WHAT TO WORK ON »
Filter the records below, keeping only lines with the string "ApiServerConfig".
==========
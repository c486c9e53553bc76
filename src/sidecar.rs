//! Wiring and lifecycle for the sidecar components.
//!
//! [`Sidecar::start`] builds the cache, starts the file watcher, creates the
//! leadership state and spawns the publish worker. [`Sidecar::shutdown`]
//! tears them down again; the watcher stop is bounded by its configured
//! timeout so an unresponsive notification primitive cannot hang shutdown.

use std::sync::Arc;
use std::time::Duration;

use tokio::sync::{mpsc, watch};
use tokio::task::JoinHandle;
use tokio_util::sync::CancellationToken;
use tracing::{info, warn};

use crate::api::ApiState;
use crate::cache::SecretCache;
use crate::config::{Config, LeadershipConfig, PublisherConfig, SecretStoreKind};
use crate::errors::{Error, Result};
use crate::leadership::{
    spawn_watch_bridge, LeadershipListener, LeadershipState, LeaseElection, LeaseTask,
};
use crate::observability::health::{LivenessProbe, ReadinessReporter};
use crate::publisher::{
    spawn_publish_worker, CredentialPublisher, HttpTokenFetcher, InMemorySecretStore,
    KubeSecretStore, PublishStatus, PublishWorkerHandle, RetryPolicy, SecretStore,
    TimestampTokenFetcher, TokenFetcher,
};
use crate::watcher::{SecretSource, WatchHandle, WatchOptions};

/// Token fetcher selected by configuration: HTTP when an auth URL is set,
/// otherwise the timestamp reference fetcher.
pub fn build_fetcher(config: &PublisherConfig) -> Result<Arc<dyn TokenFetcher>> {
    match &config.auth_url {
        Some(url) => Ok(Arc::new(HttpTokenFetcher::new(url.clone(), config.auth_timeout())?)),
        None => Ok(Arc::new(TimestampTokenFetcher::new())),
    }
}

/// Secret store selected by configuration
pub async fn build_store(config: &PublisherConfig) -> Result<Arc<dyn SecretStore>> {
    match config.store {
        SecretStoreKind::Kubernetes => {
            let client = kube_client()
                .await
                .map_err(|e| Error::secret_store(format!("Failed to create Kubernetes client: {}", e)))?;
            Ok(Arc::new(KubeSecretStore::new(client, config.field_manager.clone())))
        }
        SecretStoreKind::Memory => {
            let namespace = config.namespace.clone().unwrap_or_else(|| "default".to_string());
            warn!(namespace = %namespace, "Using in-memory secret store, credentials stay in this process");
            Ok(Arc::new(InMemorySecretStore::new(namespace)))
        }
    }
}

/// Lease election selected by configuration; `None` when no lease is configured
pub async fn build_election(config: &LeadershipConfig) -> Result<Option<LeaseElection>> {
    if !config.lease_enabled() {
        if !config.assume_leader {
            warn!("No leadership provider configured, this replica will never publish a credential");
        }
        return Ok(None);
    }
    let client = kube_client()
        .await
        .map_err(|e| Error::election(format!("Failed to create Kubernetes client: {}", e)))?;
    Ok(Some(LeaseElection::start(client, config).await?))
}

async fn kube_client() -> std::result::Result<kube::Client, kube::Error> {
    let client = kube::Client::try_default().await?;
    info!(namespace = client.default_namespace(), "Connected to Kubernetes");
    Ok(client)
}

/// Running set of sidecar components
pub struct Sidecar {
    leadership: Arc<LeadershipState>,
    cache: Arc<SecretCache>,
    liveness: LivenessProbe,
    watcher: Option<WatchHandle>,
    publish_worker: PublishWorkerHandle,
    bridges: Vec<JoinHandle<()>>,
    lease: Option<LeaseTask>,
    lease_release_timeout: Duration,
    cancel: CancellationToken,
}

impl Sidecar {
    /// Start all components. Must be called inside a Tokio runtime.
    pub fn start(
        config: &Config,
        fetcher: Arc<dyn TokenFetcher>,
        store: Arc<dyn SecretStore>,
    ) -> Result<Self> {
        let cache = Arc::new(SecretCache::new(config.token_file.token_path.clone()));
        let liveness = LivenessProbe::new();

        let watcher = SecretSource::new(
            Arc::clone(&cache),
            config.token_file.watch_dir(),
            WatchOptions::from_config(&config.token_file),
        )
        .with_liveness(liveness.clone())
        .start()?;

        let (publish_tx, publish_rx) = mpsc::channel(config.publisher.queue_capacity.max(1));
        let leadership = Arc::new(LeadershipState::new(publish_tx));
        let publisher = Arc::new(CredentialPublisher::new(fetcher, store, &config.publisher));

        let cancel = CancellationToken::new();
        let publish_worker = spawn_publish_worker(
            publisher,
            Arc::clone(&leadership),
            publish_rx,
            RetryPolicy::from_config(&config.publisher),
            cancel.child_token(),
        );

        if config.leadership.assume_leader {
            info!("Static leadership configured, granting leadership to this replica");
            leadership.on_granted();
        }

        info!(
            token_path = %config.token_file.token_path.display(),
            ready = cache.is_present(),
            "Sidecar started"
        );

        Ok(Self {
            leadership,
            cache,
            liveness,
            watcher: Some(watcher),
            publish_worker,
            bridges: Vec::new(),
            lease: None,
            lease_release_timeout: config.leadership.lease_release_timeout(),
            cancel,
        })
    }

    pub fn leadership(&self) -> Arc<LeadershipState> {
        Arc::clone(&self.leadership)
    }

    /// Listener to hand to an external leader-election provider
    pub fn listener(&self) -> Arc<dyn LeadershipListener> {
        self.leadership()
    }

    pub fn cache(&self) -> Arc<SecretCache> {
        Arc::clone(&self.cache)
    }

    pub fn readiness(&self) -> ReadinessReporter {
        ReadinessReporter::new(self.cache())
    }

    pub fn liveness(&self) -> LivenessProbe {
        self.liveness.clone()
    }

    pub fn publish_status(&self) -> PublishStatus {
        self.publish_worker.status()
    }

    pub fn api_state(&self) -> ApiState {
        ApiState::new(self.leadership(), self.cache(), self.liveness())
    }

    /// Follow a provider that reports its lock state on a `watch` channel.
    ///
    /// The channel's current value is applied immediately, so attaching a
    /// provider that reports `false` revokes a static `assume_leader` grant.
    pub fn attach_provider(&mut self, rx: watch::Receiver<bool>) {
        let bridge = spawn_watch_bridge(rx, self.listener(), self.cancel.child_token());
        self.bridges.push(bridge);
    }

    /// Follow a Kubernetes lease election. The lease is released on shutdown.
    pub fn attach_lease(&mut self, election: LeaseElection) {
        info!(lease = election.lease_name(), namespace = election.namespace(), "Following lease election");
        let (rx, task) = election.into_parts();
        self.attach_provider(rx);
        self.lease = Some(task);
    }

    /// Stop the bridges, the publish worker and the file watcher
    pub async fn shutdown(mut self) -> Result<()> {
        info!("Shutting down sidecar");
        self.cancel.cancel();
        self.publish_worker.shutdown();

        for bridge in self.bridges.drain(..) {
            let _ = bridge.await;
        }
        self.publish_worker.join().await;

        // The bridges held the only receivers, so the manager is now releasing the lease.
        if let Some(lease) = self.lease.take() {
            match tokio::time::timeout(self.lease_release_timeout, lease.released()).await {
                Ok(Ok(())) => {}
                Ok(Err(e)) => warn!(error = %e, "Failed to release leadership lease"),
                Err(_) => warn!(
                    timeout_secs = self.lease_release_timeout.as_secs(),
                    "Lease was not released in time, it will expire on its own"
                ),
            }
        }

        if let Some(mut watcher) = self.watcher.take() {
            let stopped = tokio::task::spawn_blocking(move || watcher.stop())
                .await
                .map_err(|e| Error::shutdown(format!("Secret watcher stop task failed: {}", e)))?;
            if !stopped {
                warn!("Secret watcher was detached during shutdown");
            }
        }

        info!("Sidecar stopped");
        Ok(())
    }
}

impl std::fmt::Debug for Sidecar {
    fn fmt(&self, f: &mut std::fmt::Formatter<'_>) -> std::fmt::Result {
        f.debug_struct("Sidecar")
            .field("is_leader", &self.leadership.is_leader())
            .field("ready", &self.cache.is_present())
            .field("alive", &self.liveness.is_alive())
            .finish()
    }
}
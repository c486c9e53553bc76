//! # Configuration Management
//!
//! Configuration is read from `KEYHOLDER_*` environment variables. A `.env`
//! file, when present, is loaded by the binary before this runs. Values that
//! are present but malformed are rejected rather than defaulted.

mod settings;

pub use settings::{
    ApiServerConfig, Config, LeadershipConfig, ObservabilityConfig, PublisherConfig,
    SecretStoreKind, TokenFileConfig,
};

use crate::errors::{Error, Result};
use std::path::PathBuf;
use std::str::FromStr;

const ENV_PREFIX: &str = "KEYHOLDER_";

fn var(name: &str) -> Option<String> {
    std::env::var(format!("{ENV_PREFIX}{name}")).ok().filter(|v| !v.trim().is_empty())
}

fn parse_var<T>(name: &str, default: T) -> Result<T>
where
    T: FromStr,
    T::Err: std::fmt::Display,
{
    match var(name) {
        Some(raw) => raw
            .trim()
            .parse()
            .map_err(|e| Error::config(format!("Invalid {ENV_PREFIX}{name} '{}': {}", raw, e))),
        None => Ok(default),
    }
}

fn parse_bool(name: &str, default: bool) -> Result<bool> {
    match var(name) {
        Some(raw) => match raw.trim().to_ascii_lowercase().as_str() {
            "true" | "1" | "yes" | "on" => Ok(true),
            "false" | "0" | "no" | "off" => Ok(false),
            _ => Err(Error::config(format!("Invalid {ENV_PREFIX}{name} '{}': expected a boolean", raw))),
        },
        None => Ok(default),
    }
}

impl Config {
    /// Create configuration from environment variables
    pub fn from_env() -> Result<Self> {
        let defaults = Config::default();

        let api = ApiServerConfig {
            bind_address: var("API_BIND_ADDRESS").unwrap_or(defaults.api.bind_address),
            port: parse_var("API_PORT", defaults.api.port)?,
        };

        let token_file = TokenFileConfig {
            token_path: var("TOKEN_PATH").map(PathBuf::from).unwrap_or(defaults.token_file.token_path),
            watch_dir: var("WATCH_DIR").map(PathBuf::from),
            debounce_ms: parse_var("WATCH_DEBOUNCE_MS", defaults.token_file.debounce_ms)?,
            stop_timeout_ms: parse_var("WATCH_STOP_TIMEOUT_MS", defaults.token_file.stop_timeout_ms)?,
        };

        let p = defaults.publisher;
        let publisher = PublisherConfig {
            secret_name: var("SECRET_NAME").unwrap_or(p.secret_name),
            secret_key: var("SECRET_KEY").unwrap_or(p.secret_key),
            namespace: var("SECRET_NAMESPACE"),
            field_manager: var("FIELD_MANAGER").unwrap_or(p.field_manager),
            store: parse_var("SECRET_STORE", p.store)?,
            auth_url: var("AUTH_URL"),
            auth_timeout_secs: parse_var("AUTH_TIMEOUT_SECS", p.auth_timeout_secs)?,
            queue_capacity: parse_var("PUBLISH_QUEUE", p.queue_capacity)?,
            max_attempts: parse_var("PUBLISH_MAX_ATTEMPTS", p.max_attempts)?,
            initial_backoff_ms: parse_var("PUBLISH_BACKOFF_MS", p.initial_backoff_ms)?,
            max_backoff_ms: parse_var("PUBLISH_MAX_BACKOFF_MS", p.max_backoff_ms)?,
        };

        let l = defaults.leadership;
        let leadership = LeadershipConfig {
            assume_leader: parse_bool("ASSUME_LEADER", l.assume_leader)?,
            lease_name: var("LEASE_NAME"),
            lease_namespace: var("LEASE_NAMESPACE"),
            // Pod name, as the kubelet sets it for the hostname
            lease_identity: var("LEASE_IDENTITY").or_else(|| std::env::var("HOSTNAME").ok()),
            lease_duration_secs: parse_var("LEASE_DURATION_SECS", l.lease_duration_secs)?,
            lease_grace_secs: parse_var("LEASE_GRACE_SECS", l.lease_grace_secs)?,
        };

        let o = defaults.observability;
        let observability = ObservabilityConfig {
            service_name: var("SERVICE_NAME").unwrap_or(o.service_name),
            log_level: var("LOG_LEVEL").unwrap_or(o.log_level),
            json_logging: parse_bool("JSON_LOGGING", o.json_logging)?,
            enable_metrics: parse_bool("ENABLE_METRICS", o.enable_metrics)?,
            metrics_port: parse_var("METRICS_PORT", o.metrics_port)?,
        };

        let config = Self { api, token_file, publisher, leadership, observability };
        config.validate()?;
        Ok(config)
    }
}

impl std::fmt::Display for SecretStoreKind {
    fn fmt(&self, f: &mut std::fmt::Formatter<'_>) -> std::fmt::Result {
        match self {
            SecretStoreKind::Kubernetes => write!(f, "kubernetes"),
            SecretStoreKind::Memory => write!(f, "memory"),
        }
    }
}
==========
ANSWER TO THE PROBLEM »
    ApiServerConfig, Config, LeadershipConfig, ObservabilityConfig, PublisherConfig,
        let api = ApiServerConfig {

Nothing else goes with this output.